Effective educational leaders recognize that for their institutions to achieve better results, practices, structures, programs, and policies need to continuously evolve and grow through ongoing evaluation. They also know that success will be elusive unless the thinking of the people who are part of the system also undergoes a continuous cycle of reflection, learning, and growth.

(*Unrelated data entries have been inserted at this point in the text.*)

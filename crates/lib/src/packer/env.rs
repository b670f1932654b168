//! Child process environment assembly.
//!
//! The tool never inherits the provider's environment implicitly: the full
//! child environment is assembled here and handed to the spawner, which
//! clears everything else. Pass-through of the current process environment is
//! opt-out per resource, caller-supplied variables win over inherited ones,
//! and every invocation is stamped with a fresh run UUID.

use std::collections::BTreeMap;

use uuid::Uuid;

/// Environment variable carrying the manifest path into the tool, for
/// templates that wire their manifest post-processor to `env("…")`.
pub const MANIFEST_PATH_VAR: &str = "IMAGEBAKE_MANIFEST_PATH";

/// Packer reads this to fix the run UUID of a build.
pub const RUN_UUID_VAR: &str = "PACKER_RUN_UUID";

/// Disables the tool's update/telemetry phone-home; set for version probes so
/// they stay offline.
pub const CHECKPOINT_DISABLE_VAR: &str = "CHECKPOINT_DISABLE";

/// Assembles the child environment for one tool invocation.
///
/// With `pass_through` set, the current process environment is the base
/// layer; `extra` is overlaid on top and wins on conflicts. A fresh
/// `PACKER_RUN_UUID` is always inserted last so each invocation is uniquely
/// identifiable.
pub fn tool_env(extra: &BTreeMap<String, String>, pass_through: bool) -> BTreeMap<String, String> {
  let mut env = BTreeMap::new();
  if pass_through {
    for (key, value) in std::env::vars() {
      env.insert(key, value);
    }
  }
  for (key, value) in extra {
    env.insert(key.clone(), value.clone());
  }
  env.insert(RUN_UUID_VAR.to_string(), Uuid::new_v4().to_string());
  env
}
//! File digests for change detection.
//!
//! The engine decides whether a template changed by comparing digests, so
//! both the digest of a single file and the combined digest of an ordered
//! file list are provided. The combined digest folds each path string in
//! along with the file bytes: renaming a dependency changes the digest even
//! when its contents did not.

use std::fs;
use std::io::Read;
use std::path::Path;

use sha2::{Digest, Sha256};
use thiserror::Error;

#[derive(Debug, Error)]
pub enum HashError {
  #[error("failed to read {path}: {source}")]
  ReadFile {
    path: String,
    source: std::io::Error,
  },
}

/// SHA-256 of a single file's contents, as lowercase hex.
pub fn file_sha256(path: &Path) -> Result<String, HashError> {
  let mut hasher = Sha256::new();
  hash_file_into(&mut hasher, path)?;
  Ok(format!("{:x}", hasher.finalize()))
}

/// Combined SHA-256 over an ordered list of files.
///
/// For each entry the path string is hashed, then the file contents, in list
/// order. The result therefore depends on the order, the names, and the
/// bytes of every file.
pub fn files_sha256<I, P>(paths: I) -> Result<String, HashError>
where
  I: IntoIterator<Item = P>,
  P: AsRef<Path>,
{
  let mut hasher = Sha256::new();
  for path in paths {
    let path = path.as_ref();
    hasher.update(path.to_string_lossy().as_bytes());
    hash_file_into(&mut hasher, path)?;
  }
  Ok(format!("{:x}", hasher.finalize()))
}

fn hash_file_into(hasher: &mut Sha256, path: &Path) -> Result<(), HashError> {
  let mut file = fs::File::open(path).map_err(|e| HashError::ReadFile {
    path: path.display().to_string(),
    source: e,
  })?;

  let mut buffer = [0u8; 8192];
  loop {
    let bytes_read = file.read(&mut buffer).map_err(|e| HashError::ReadFile {
      path: path.display().to_string(),
      source: e,
    })?;
    if bytes_read == 0 {
      break;
    }
    hasher.update(&buffer[..bytes_read]);
  }
  Ok(())
}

Effective educational leaders go beyond the pressures of daily events to examine the patterns of behavior or occurrences that are formed by events over time, or the trends that have developed. As systemic structures are uncovered that support patterns and trends, the educational leader must question what it is about their thinking and the thinking of all constituents that enables the structures to remain in place, even when results are not those desired or intended (Senge, et al., p. 80).
In addition to systems thinking, Senge (1994) identifies four disciplines that contribute to an organization's ability to learn and change: personal mastery, mental models, shared vision, and team learning.

Personal Mastery

Leaders are aware of the current reality, but also imagine a future reality to which they aspire. In practicing the lifelong process of personal mastery, leaders continue to reflect on a personal vision, to accurately define current reality, and work to bridge the gap between the two. Leaders go beyond knowing what they want: they are aware of how they frame choices and consciously make choices that lead to their vision. (Senge, et al.)

Mental Models

Mental models inform thinking as "the beliefs and assumptions we hold about how the world works" (Kim, 1999, p. 5). Leaders realize that systems are built on beliefs and assumptions. They know that to the extent they are unaware of these beliefs and assumptions, the ability to change patterns of behavior, or trends­-such as static student achievement-is very limited.

Shared Vision

Leaders create ways to foster shared vision through personal contact and communication. They understand that shared vision means to "build a sense of commitment together" by "bringing … disparate aspirations into alignment around the things people have in common" (Senge, et al., p. 72). They know that without a shared vision, "there is no way for a school to articulate its sense of purpose" (p. 72). Educational leaders recognize that "people are able to connect wholeheartedly to a higher organizational vision only when they can see how it is aligned with the things they personally care about most deeply and passionately" (Hutchens, 2000, p. 66).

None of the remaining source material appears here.